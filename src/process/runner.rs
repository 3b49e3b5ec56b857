//! Scoped external-command execution with line-oriented stdout scanning.

use std::path::Path;
use std::process::Stdio;

use tokio::io::{AsyncBufReadExt as _, AsyncRead, BufReader};
use tokio::process::{Child, ChildStdin, ChildStdout, Command};
use tokio::task::JoinHandle;

use super::EXIT_GRACE;
use crate::error::{AgentError, Result};

/// Marker SteamCMD prints in front of fatal messages.
const ERROR_MARKER: &str = "ERROR!";

/// One external command to run to completion.
#[derive(Debug, Clone, Copy)]
pub struct RunRequest<'a> {
    pub program: &'a Path,
    pub args: &'a [String],
    pub cwd: Option<&'a Path>,
    /// Case-insensitive substring that ends the run as soon as a stdout line contains it.
    pub sentinel: Option<&'a str>,
    /// Prefix used for the child's log lines.
    pub label: &'a str,
}

/// What a finished run produced.
#[derive(Debug, Clone, Default, PartialEq, Eq)]
pub struct RunOutcome {
    /// Exit code, `None` when the process was killed or could not be reaped.
    pub exit_code: Option<i32>,
    /// The first stdout line that matched the sentinel.
    pub sentinel_line: Option<String>,
    /// The last stdout line carrying an error marker.
    pub error_line: Option<String>,
}

impl RunOutcome {
    pub fn success(&self) -> bool {
        self.error_line.is_none() && (self.sentinel_line.is_some() || self.exit_code == Some(0))
    }

    /// The sentinel line, or an empty string when the process exited without one.
    pub fn sentinel_or_empty(&self) -> &str {
        self.sentinel_line.as_deref().unwrap_or("")
    }
}

/// A child process acquired together with its three stdio handles.
///
/// Dropping the guard closes stdin, drops the stdout reader, stops the stderr
/// drain and kills the child if it is still running, so every exit path of
/// [`run_process`] releases the same set of resources.
struct ChildGuard {
    child: Child,
    stdin: Option<ChildStdin>,
    stdout: Option<BufReader<ChildStdout>>,
    stderr_task: Option<JoinHandle<()>>,
}

impl ChildGuard {
    fn spawn(request: &RunRequest<'_>) -> Result<Self> {
        let mut cmd = Command::new(request.program);
        cmd.args(request.args)
            .stdin(Stdio::piped())
            .stdout(Stdio::piped())
            .stderr(Stdio::piped())
            .kill_on_drop(true);
        if let Some(cwd) = request.cwd {
            cmd.current_dir(cwd);
        }

        let mut child = cmd.spawn().map_err(|e| {
            AgentError::process(format!("Failed to start {:?}: {}", request.program, e))
        })?;

        let stdin = child.stdin.take();
        let stdout = child.stdout.take().map(BufReader::new);
        let stderr_task = child
            .stderr
            .take()
            .map(|stderr| spawn_line_logger(stderr, format!("[{} stderr]", request.label)));

        Ok(Self {
            child,
            stdin,
            stdout,
            stderr_task,
        })
    }

    /// Read the next stdout line, lossily decoded and stripped of its line ending.
    async fn next_stdout_line(&mut self) -> Result<Option<String>> {
        let Some(stdout) = self.stdout.as_mut() else {
            return Ok(None);
        };
        let mut buf = Vec::new();
        let read = stdout
            .read_until(b'\n', &mut buf)
            .await
            .map_err(|e| AgentError::process(format!("Failed to read process output: {e}")))?;
        if read == 0 {
            return Ok(None);
        }
        let line = String::from_utf8_lossy(&buf);
        Ok(Some(line.trim_end_matches(&['\r', '\n'][..]).to_string()))
    }

    /// Close every stream, then wait for the exit code, killing the child after `EXIT_GRACE`.
    async fn finish(mut self) -> Option<i32> {
        self.stdin.take();
        self.stdout.take();

        let exit_code = match tokio::time::timeout(EXIT_GRACE, self.child.wait()).await {
            Ok(Ok(status)) => status.code(),
            Ok(Err(e)) => {
                log::warn!("Failed to wait for process exit: {e}");
                None
            }
            Err(_) => {
                log::warn!(
                    "Process did not exit within {}s of finishing, killing it",
                    EXIT_GRACE.as_secs()
                );
                if let Err(e) = self.child.kill().await {
                    log::warn!("Failed to kill lingering process: {e}");
                }
                None
            }
        };

        if let Some(task) = self.stderr_task.take() {
            let _ = task.await;
        }
        exit_code
    }
}

impl Drop for ChildGuard {
    fn drop(&mut self) {
        self.stdin.take();
        self.stdout.take();
        if let Some(task) = self.stderr_task.take() {
            task.abort();
        }
    }
}

fn spawn_line_logger<R>(stream: R, prefix: String) -> JoinHandle<()>
where
    R: AsyncRead + Unpin + Send + 'static,
{
    tokio::spawn(async move {
        let mut reader = BufReader::new(stream);
        let mut buf = Vec::new();
        loop {
            buf.clear();
            match reader.read_until(b'\n', &mut buf).await {
                Ok(0) | Err(_) => break,
                Ok(_) => {
                    let line = String::from_utf8_lossy(&buf);
                    let line = line.trim_end();
                    if !line.is_empty() {
                        log::warn!("{} {}", prefix, line);
                    }
                }
            }
        }
    })
}

/// Run an external command, scanning stdout line by line.
///
/// Returns as soon as a line matches the sentinel (that line is kept and reading
/// stops), otherwise once stdout closes. Either way the child is reaped or killed
/// and its handles are closed before this returns.
pub async fn run_process(request: RunRequest<'_>) -> Result<RunOutcome> {
    let mut guard = ChildGuard::spawn(&request)?;
    let sentinel = request.sentinel.map(str::to_lowercase);
    let mut outcome = RunOutcome::default();

    while let Some(line) = guard.next_stdout_line().await? {
        if line.trim().is_empty() {
            continue;
        }
        log::info!("[{} stdout] {}", request.label, line);

        if line.contains(ERROR_MARKER) {
            outcome.error_line = Some(line.clone());
        }
        if let Some(sentinel) = sentinel.as_deref() {
            if line.to_lowercase().contains(sentinel) {
                outcome.sentinel_line = Some(line);
                break;
            }
        }
    }

    outcome.exit_code = guard.finish().await;
    Ok(outcome)
}

#[cfg(all(test, unix))]
mod tests {
    use std::path::Path;

    use super::{run_process, RunOutcome, RunRequest};

    fn sh(script: &str) -> Vec<String> {
        vec!["-c".to_string(), script.to_string()]
    }

    #[tokio::test]
    async fn returns_sentinel_line_and_stops_reading() {
        let args = sh("echo 'Loading'; echo ' - install state: Fully Installed,Update Required,'; echo after");
        let outcome = run_process(RunRequest {
            program: Path::new("/bin/sh"),
            args: &args,
            cwd: None,
            sentinel: Some("Install State:"),
            label: "test",
        })
        .await
        .unwrap();

        assert_eq!(
            outcome.sentinel_line.as_deref(),
            Some(" - install state: Fully Installed,Update Required,")
        );
        assert!(outcome.success());
    }

    #[tokio::test]
    async fn reads_to_exit_without_sentinel() {
        let args = sh("echo one; echo two; exit 0");
        let outcome = run_process(RunRequest {
            program: Path::new("/bin/sh"),
            args: &args,
            cwd: None,
            sentinel: Some("install state:"),
            label: "test",
        })
        .await
        .unwrap();

        assert_eq!(outcome.sentinel_or_empty(), "");
        assert_eq!(outcome.exit_code, Some(0));
        assert!(outcome.success());
    }

    #[tokio::test]
    async fn error_marker_fails_the_run() {
        let args = sh("echo \"ERROR! Failed to install app '12345' (No subscription)\"; exit 0");
        let outcome = run_process(RunRequest {
            program: Path::new("/bin/sh"),
            args: &args,
            cwd: None,
            sentinel: None,
            label: "test",
        })
        .await
        .unwrap();

        assert!(!outcome.success());
        assert!(outcome.error_line.unwrap().contains("No subscription"));
    }

    #[tokio::test]
    async fn nonzero_exit_is_failure() {
        let args = sh("exit 7");
        let outcome = run_process(RunRequest {
            program: Path::new("/bin/sh"),
            args: &args,
            cwd: None,
            sentinel: None,
            label: "test",
        })
        .await
        .unwrap();
        assert_eq!(
            outcome,
            RunOutcome {
                exit_code: Some(7),
                sentinel_line: None,
                error_line: None,
            }
        );
        assert!(!outcome.success());
    }

    #[tokio::test]
    async fn missing_program_is_a_process_error() {
        let err = run_process(RunRequest {
            program: Path::new("/nonexistent/steamcmd.sh"),
            args: &[],
            cwd: None,
            sentinel: None,
            label: "test",
        })
        .await
        .unwrap_err();
        assert_eq!(err.kind(), crate::error::ErrorKind::Process);
    }
}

Assignment ▸ Scan the records above and show every line in which the word "impl" occurs.

Finished task ▸
impl RunOutcome {
impl ChildGuard {
impl Drop for ChildGuard {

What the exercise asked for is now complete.